DATASET ENTRIES

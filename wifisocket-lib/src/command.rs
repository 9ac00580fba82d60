use bytes::{BufMut, Bytes, BytesMut};
use num_enum::{IntoPrimitive, TryFromPrimitive};
use std::str::FromStr;
use strum_macros::Display;

use crate::address::MacAddress;
use crate::constants::ABSENCE_ACTIVE;
use crate::error::{Result, WsError};
use crate::layout::{StateReplyRaw, TimerFlags, decode_record};

/// First byte of every command body
#[derive(Debug, Clone, Copy, PartialEq, Eq, IntoPrimitive, TryFromPrimitive)]
#[repr(u8)]
pub enum Opcode {
    Switch = 0x01,
    GetState = 0x02,
    SetTimer = 0x03,
    TimerQuery = 0x04,
    DeleteTimer = 0x05,
    SwitchSlave = 0x08,
    SetAbsence = 0x09,
    AbsenceQuery = 0x0A,
    Search = 0x23,
    Heartbeat = 0x61,
}

/// Relay state as reported by the socket (`0xFF` on, `0x00` off)
#[derive(Debug, Clone, Copy, PartialEq, Eq, Hash, Display, IntoPrimitive, TryFromPrimitive)]
#[repr(u8)]
pub enum SwitchState {
    #[strum(to_string = "off")]
    Off = 0x00,
    #[strum(to_string = "on")]
    On = 0xFF,
}

impl SwitchState {
    /// 4-byte pattern used by switch and timer commands
    pub fn action_pattern(&self) -> [u8; 4] {
        match self {
            SwitchState::On => [0x00, 0x00, 0xFF, 0xFF],
            SwitchState::Off => [0x00, 0x00, 0x00, 0xFF],
        }
    }

    /// Anything but the "on" pattern reads as off, as the sockets do.
    pub fn from_action_pattern(pattern: &[u8; 4]) -> Self {
        if *pattern == SwitchState::On.action_pattern() {
            SwitchState::On
        } else {
            SwitchState::Off
        }
    }

    fn slave_code(&self) -> u8 {
        match self {
            SwitchState::On => 0x60,
            SwitchState::Off => 0x70,
        }
    }
}

impl FromStr for SwitchState {
    type Err = WsError;

    fn from_str(s: &str) -> Result<Self> {
        match s.trim().to_ascii_lowercase().as_str() {
            "on" => Ok(SwitchState::On),
            "off" => Ok(SwitchState::Off),
            other => Err(WsError::InvalidInput(format!("Expected 'on' or 'off', got '{other}'"))),
        }
    }
}

/// Commands understood by the sockets, before framing and encryption
#[derive(Debug, Clone, PartialEq, Eq)]
pub enum Command {
    /// Ask sockets matching `mac` (or all, for the broadcast MAC) to identify themselves
    Search { mac: MacAddress },
    Switch(SwitchState),
    GetState,
    /// Switch a 433 MHz slave socket paired with the Wi-Fi socket. Untested on hardware.
    SwitchSlave { slave: [u8; 3], state: SwitchState },
    TimerQuery,
    SetTimer {
        slot: u8,
        flags: TimerFlags,
        hour: u8,
        minute: u8,
        action: SwitchState,
    },
    DeleteTimer { slot: u8 },
    AbsenceQuery,
    /// Absence window, epoch seconds
    SetAbsence { active: bool, from: u32, to: u32 },
    DeleteAbsence,
    Heartbeat,
}

impl Command {
    pub fn opcode(&self) -> Opcode {
        match self {
            Command::Search { .. } => Opcode::Search,
            Command::Switch(_) => Opcode::Switch,
            Command::GetState => Opcode::GetState,
            Command::SwitchSlave { .. } => Opcode::SwitchSlave,
            Command::TimerQuery => Opcode::TimerQuery,
            Command::SetTimer { .. } => Opcode::SetTimer,
            Command::DeleteTimer { .. } => Opcode::DeleteTimer,
            Command::AbsenceQuery => Opcode::AbsenceQuery,
            Command::SetAbsence { .. } | Command::DeleteAbsence => Opcode::SetAbsence,
            Command::Heartbeat => Opcode::Heartbeat,
        }
    }

    /// Serialize the command body. Padding is added by the frame codec.
    pub fn body(&self) -> Bytes {
        let mut buf = BytesMut::with_capacity(16);
        buf.put_u8(self.opcode().into());

        match self {
            Command::Search { mac } => buf.put_slice(&mac.octets()),
            Command::Switch(state) => buf.put_slice(&state.action_pattern()),
            Command::GetState => buf.put_bytes(0x00, 4),
            Command::SwitchSlave { slave, state } => {
                buf.put_slice(slave);
                buf.put_u8(state.slave_code());
            }
            Command::TimerQuery => buf.put_bytes(0x00, 2),
            Command::SetTimer {
                slot,
                flags,
                hour,
                minute,
                action,
            } => {
                buf.put_u8(0x00);
                buf.put_u8(*slot);
                buf.put_slice(&flags.into_bytes());
                buf.put_u8(*hour);
                buf.put_u8(*minute);
                buf.put_slice(&action.action_pattern());
            }
            Command::DeleteTimer { slot } => {
                buf.put_u8(0x00);
                buf.put_u8(*slot);
            }
            Command::AbsenceQuery => {}
            Command::SetAbsence { active, from, to } => {
                buf.put_u8(if *active { ABSENCE_ACTIVE } else { 0x00 });
                buf.put_u32(*from);
                buf.put_u32(*to);
                buf.put_u8(0x1E);
            }
            Command::DeleteAbsence => {
                buf.put_u8(0x00);
                buf.put_u32(0);
                buf.put_u32(0);
                buf.put_u8(0x0E);
            }
            // The official app sends a timestamp here; any constant is accepted
            Command::Heartbeat => buf.put_slice(&[0x55, 0x93, 0x26, 0x54]),
        }

        buf.freeze()
    }
}

/// Decode the relay state from a state query reply.
pub fn decode_state(payload: &[u8]) -> Result<SwitchState> {
    let record: &StateReplyRaw = decode_record(payload)?;
    SwitchState::try_from(record.state)
        .map_err(|e| WsError::UnexpectedResponse(format!("Unknown switch state 0x{:02X}", e.number)))
}

#[cfg(test)]
mod tests {
    use super::*;

    fn body_hex(command: Command) -> String {
        hex::encode(command.body())
    }

    #[test]
    fn test_fixed_bodies() {
        assert_eq!(body_hex(Command::Switch(SwitchState::On)), "010000ffff");
        assert_eq!(body_hex(Command::Switch(SwitchState::Off)), "01000000ff");
        assert_eq!(body_hex(Command::GetState), "0200000000");
        assert_eq!(body_hex(Command::TimerQuery), "040000");
        assert_eq!(body_hex(Command::AbsenceQuery), "0a");
        assert_eq!(body_hex(Command::Heartbeat), "6155932654");
        assert_eq!(body_hex(Command::DeleteAbsence), "0900000000000000000e");
    }

    #[test]
    fn test_search_body() {
        assert_eq!(body_hex(Command::Search { mac: MacAddress::BROADCAST }), "23ffffffffffff");
    }

    #[test]
    fn test_set_timer_body() {
        let command = Command::SetTimer {
            slot: 3,
            flags: TimerFlags::new().with_days(0b0011111).with_active(true),
            hour: 6,
            minute: 30,
            action: SwitchState::On,
        };
        assert_eq!(body_hex(command), "0300039f061e0000ffff");
    }

    #[test]
    fn test_delete_timer_body() {
        assert_eq!(body_hex(Command::DeleteTimer { slot: 11 }), "05000b");
    }

    #[test]
    fn test_set_absence_body() {
        let command = Command::SetAbsence {
            active: true,
            from: 0x6591_F300,
            to: 0x6593_4480,
        };
        assert_eq!(body_hex(command), "09806591f300659344801e");
    }

    #[test]
    fn test_switch_slave_body() {
        let command = Command::SwitchSlave {
            slave: [0x78, 0xFB, 0x12],
            state: SwitchState::Off,
        };
        assert_eq!(body_hex(command), "0878fb1270");
    }

    #[test]
    fn test_decode_state() {
        let mut payload = [0u8; 16];
        payload[10] = 0xFF;
        assert_eq!(decode_state(&payload).unwrap(), SwitchState::On);
        payload[10] = 0x00;
        assert_eq!(decode_state(&payload).unwrap(), SwitchState::Off);
        payload[10] = 0x42;
        assert!(matches!(decode_state(&payload), Err(WsError::UnexpectedResponse(_))));
        assert!(matches!(
            decode_state(&payload[..10]),
            Err(WsError::InsufficientData { expected: 11, actual: 10 })
        ));
    }

    #[test]
    fn test_switch_state_wire_values() {
        assert_eq!(SwitchState::try_from(0xFFu8).unwrap(), SwitchState::On);
        assert_eq!(SwitchState::try_from(0x00u8).unwrap(), SwitchState::Off);
        assert!(SwitchState::try_from(0x01u8).is_err());
        assert_eq!(SwitchState::from_action_pattern(&[0, 0, 0xFF, 0xFF]), SwitchState::On);
        assert_eq!(SwitchState::from_action_pattern(&[0, 0, 0, 0xFF]), SwitchState::Off);
        assert_eq!("ON".parse::<SwitchState>().unwrap(), SwitchState::On);
        assert_eq!(SwitchState::Off.to_string(), "off");
    }
}
//! Timer slots, the countdown, and their wire encoding
//!
//! Each socket has ten regular timer slots and one countdown (slot 11). The
//! socket clock runs on a UTC-like baseline, so times are shifted by a
//! `delta` (seconds west of UTC by default) on the way in and out.

use chrono::{Datelike, Local, NaiveDate, NaiveTime, Offset, TimeDelta, TimeZone, Timelike, Utc};
use std::fmt;
use std::str::FromStr;
use tracing::debug;

use crate::command::{Command, SwitchState};
use crate::constants::{COUNTDOWN_SLOT, EMPTY_TIMER_HOUR, TIMER_SLOTS};
use crate::error::{Result, WsError};
use crate::layout::{TimerFlags, TimerRecordRaw, TimerTableRaw, decode_record};

/// A timer slot: one of the ten regular slots or the countdown
#[derive(Debug, Clone, Copy, PartialEq, Eq, Hash, PartialOrd, Ord)]
pub enum TimerSlotId {
    Regular(u8),
    Countdown,
}

impl TimerSlotId {
    /// Regular slot `1..=10`
    pub fn regular(number: u8) -> Result<Self> {
        if (1..=TIMER_SLOTS).contains(&number) {
            Ok(TimerSlotId::Regular(number))
        } else {
            Err(WsError::InvalidInput(format!("Timer slot must be 1-10, got {number}")))
        }
    }

    /// Slot by wire number, 11 being the countdown
    pub fn from_number(number: u8) -> Result<Self> {
        if number == COUNTDOWN_SLOT {
            Ok(TimerSlotId::Countdown)
        } else {
            Self::regular(number)
        }
    }

    pub fn number(&self) -> u8 {
        match self {
            TimerSlotId::Regular(n) => *n,
            TimerSlotId::Countdown => COUNTDOWN_SLOT,
        }
    }

    /// Wire number, rejecting regular slots outside `1..=10`
    pub fn checked_number(&self) -> Result<u8> {
        match self {
            TimerSlotId::Regular(n) => Self::regular(*n).map(|_| *n),
            TimerSlotId::Countdown => Ok(COUNTDOWN_SLOT),
        }
    }

    pub fn is_countdown(&self) -> bool {
        matches!(self, TimerSlotId::Countdown)
    }

    /// All slots in wire order
    pub fn all() -> impl Iterator<Item = TimerSlotId> {
        (1..=TIMER_SLOTS)
            .map(TimerSlotId::Regular)
            .chain(std::iter::once(TimerSlotId::Countdown))
    }
}

impl fmt::Display for TimerSlotId {
    fn fmt(&self, f: &mut fmt::Formatter<'_>) -> fmt::Result {
        match self {
            TimerSlotId::Regular(n) => write!(f, "{n}"),
            TimerSlotId::Countdown => write!(f, "Countdown"),
        }
    }
}

impl FromStr for TimerSlotId {
    type Err = WsError;

    fn from_str(s: &str) -> Result<Self> {
        let s = s.trim();
        if s.eq_ignore_ascii_case("countdown") {
            return Ok(TimerSlotId::Countdown);
        }
        let number = s
            .parse::<u8>()
            .map_err(|_| WsError::InvalidInput(format!("Invalid timer slot '{s}'")))?;
        Self::from_number(number)
    }
}

/// Weekly repeat pattern, bit 0 = Monday ... bit 6 = Sunday
#[derive(Debug, Clone, Copy, PartialEq, Eq, Hash, Default)]
pub struct RepeatMask(u8);

impl RepeatMask {
    pub const NEVER: RepeatMask = RepeatMask(0);
    pub const WEEKDAYS: RepeatMask = RepeatMask(0b001_1111);
    pub const DAILY: RepeatMask = RepeatMask(0b111_1111);

    pub fn from_bits(bits: u8) -> Self {
        RepeatMask(bits & 0x7F)
    }

    pub fn bits(&self) -> u8 {
        self.0
    }

    pub fn repeats_on(&self, day: chrono::Weekday) -> bool {
        self.0 & (1 << day.num_days_from_monday()) != 0
    }
}

/// Monday-first string, e.g. `1111100` for Monday to Friday
impl fmt::Display for RepeatMask {
    fn fmt(&self, f: &mut fmt::Formatter<'_>) -> fmt::Result {
        for day in 0..7 {
            let c = if self.0 & (1 << day) != 0 { '1' } else { '0' };
            write!(f, "{c}")?;
        }
        Ok(())
    }
}

impl FromStr for RepeatMask {
    type Err = WsError;

    fn from_str(s: &str) -> Result<Self> {
        let s = s.trim();
        if s.len() != 7 {
            return Err(WsError::InvalidInput(format!(
                "Repeat pattern needs 7 digits (Monday first), got '{s}'"
            )));
        }
        let mut bits = 0u8;
        for (day, c) in s.chars().enumerate() {
            match c {
                '1' => bits |= 1 << day,
                '0' => {}
                _ => return Err(WsError::InvalidInput(format!("Invalid repeat pattern '{s}'"))),
            }
        }
        Ok(RepeatMask(bits))
    }
}

/// Pack the active flag and repeat pattern into the wire byte
pub fn encode_flags(active: bool, repeat: RepeatMask) -> u8 {
    TimerFlags::new().with_days(repeat.bits()).with_active(active).into_bytes()[0]
}

/// Inverse of [`encode_flags`]
pub fn decode_flags(byte: u8) -> (bool, RepeatMask) {
    let flags = TimerFlags::from_bytes([byte]);
    (flags.active(), RepeatMask::from_bits(flags.days()))
}

/// What a programmed slot does
#[derive(Debug, Clone, Copy, PartialEq, Eq)]
pub struct TimerSchedule {
    pub active: bool,
    pub repeat: RepeatMask,
    /// Local switching time; for the countdown, the time remaining
    pub time: NaiveTime,
    pub action: SwitchState,
}

/// A timer slot as reported by the socket. Empty slots carry no schedule.
#[derive(Debug, Clone, Copy, PartialEq, Eq)]
pub struct TimerSlot {
    pub slot: TimerSlotId,
    pub schedule: Option<TimerSchedule>,
}

impl TimerSlot {
    pub fn is_set(&self) -> bool {
        self.schedule.is_some()
    }

    pub fn is_active(&self) -> bool {
        self.schedule.is_some_and(|s| s.active)
    }
}

impl fmt::Display for TimerSlot {
    fn fmt(&self, f: &mut fmt::Formatter<'_>) -> fmt::Result {
        match &self.schedule {
            Some(s) => write!(
                f,
                "Timer(number={}, active={}, repeat={}, time={}, switch={})",
                self.slot,
                s.active,
                s.repeat,
                s.time.format("%H:%M"),
                s.action
            ),
            None => write!(f, "Timer(number={}, empty)", self.slot),
        }
    }
}

/// Which slots a timer query reports
#[derive(Debug, Clone, Copy, PartialEq, Eq, Default)]
pub enum TimerSelector {
    #[default]
    All,
    Slot(TimerSlotId),
    /// Programmed and active
    Active,
    /// Programmed, active or not
    Set,
    /// Not programmed
    Free,
}

impl TimerSelector {
    pub fn matches(&self, slot: &TimerSlot) -> bool {
        match self {
            TimerSelector::All => true,
            TimerSelector::Slot(id) => slot.slot == *id,
            TimerSelector::Active => slot.is_active(),
            TimerSelector::Set => slot.is_set(),
            TimerSelector::Free => !slot.is_set(),
        }
    }
}

impl FromStr for TimerSelector {
    type Err = WsError;

    fn from_str(s: &str) -> Result<Self> {
        match s.trim().to_ascii_lowercase().as_str() {
            "all" => Ok(TimerSelector::All),
            "active" => Ok(TimerSelector::Active),
            "set" => Ok(TimerSelector::Set),
            "free" => Ok(TimerSelector::Free),
            other => other.parse().map(TimerSelector::Slot),
        }
    }
}

/// Parse `HH:MM`
pub fn parse_time(s: &str) -> Result<NaiveTime> {
    NaiveTime::parse_from_str(s.trim(), "%H:%M")
        .map_err(|e| WsError::InvalidInput(format!("Invalid time '{s}', expected HH:MM: {e}")))
}

/// Difference between the socket clock and local time: seconds west of UTC,
/// ignoring daylight saving time
pub fn local_delta() -> TimeDelta {
    standard_delta(&Local, Local::now().year())
}

/// Seconds west of UTC of the standard (winter) time of `tz` in `year`.
///
/// The standard offset is the smaller of the January and July offsets, which
/// also holds on the southern hemisphere.
pub fn standard_delta<Tz: TimeZone>(tz: &Tz, year: i32) -> TimeDelta {
    let offset_in = |month: u32| {
        NaiveDate::from_ymd_opt(year, month, 1)
            .and_then(|date| date.and_hms_opt(12, 0, 0))
            .and_then(|noon| tz.from_local_datetime(&noon).earliest())
            .map(|time| time.offset().fix().local_minus_utc())
    };
    let standard = match (offset_in(1), offset_in(7)) {
        (Some(january), Some(july)) => january.min(july),
        (Some(offset), None) | (None, Some(offset)) => offset,
        (None, None) => tz.offset_from_utc_datetime(&Utc::now().naive_utc()).fix().local_minus_utc(),
    };
    TimeDelta::seconds(-i64::from(standard))
}

/// Current local time of day, truncated to the minute
pub fn local_time_of_day() -> NaiveTime {
    truncate_to_minute(Local::now().time())
}

fn truncate_to_minute(time: NaiveTime) -> NaiveTime {
    NaiveTime::from_hms_opt(time.hour(), time.minute(), 0).unwrap_or(time)
}

fn since_midnight(time: NaiveTime) -> TimeDelta {
    TimeDelta::seconds(i64::from(time.num_seconds_from_midnight()))
}

/// Build the command that programs `slot`.
///
/// For the countdown, `time` is the duration to wait; the socket is sent the
/// absolute clock time `now + time`, always active and never repeating.
/// Regular slots outside `1..=10` are rejected.
pub fn program_timer(
    slot: TimerSlotId,
    active: bool,
    repeat: RepeatMask,
    time: NaiveTime,
    action: SwitchState,
    delta: TimeDelta,
    now: NaiveTime,
) -> Result<Command> {
    let number = slot.checked_number()?;
    let (flags, local) = match slot {
        TimerSlotId::Countdown => (
            TimerFlags::new().with_days(0).with_active(true),
            now + since_midnight(time),
        ),
        TimerSlotId::Regular(_) => (
            TimerFlags::new().with_days(repeat.bits()).with_active(active),
            time,
        ),
    };
    let stored = local + delta;

    Ok(Command::SetTimer {
        slot: number,
        flags,
        hour: stored.hour() as u8,
        minute: stored.minute() as u8,
        action,
    })
}

/// Decode the full timer table from a decrypted reply payload.
pub fn decode_timer_table(payload: &[u8], delta: TimeDelta, now: NaiveTime) -> Result<Vec<TimerSlot>> {
    let table: &TimerTableRaw = decode_record(payload)?;
    TimerSlotId::all()
        .zip(table.records.iter())
        .map(|(slot, record)| decode_slot(slot, record, delta, now))
        .collect()
}

fn decode_slot(slot: TimerSlotId, record: &TimerRecordRaw, delta: TimeDelta, now: NaiveTime) -> Result<TimerSlot> {
    if !slot.is_countdown() && record.number != slot.number() {
        debug!("Timer record {} reports number {}", slot, record.number);
    }
    if record.hour == EMPTY_TIMER_HOUR {
        return Ok(TimerSlot { slot, schedule: None });
    }

    let stored = NaiveTime::from_hms_opt(u32::from(record.hour), u32::from(record.minute), 0).ok_or_else(|| {
        WsError::UnexpectedResponse(format!(
            "Timer {} holds invalid time {}:{}",
            slot, record.hour, record.minute
        ))
    })?;

    let mut time = stored - delta;
    if slot.is_countdown() {
        // Stored as the clock time the countdown fires; report what remains
        time = time - since_midnight(truncate_to_minute(now));
    }

    let (active, repeat) = decode_flags(record.flags);
    Ok(TimerSlot {
        slot,
        schedule: Some(TimerSchedule {
            active,
            repeat,
            time,
            action: SwitchState::from_action_pattern(&record.action),
        }),
    })
}

/// Keep the slots a selector asks for, in wire order
pub fn select(slots: Vec<TimerSlot>, selector: TimerSelector) -> Vec<TimerSlot> {
    slots.into_iter().filter(|slot| selector.matches(slot)).collect()
}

WHAT TO DO
Would you please return every line in the listing where "None" shows up?

TASK ANSWER
            None => write!(f, "Timer(number={}, empty)", self.slot),
        (Some(offset), None) | (None, Some(offset)) => offset,
        (None, None) => tz.offset_from_utc_datetime(&Utc::now().naive_utc()).fix().local_minus_utc(),
        return Ok(TimerSlot { slot, schedule: None });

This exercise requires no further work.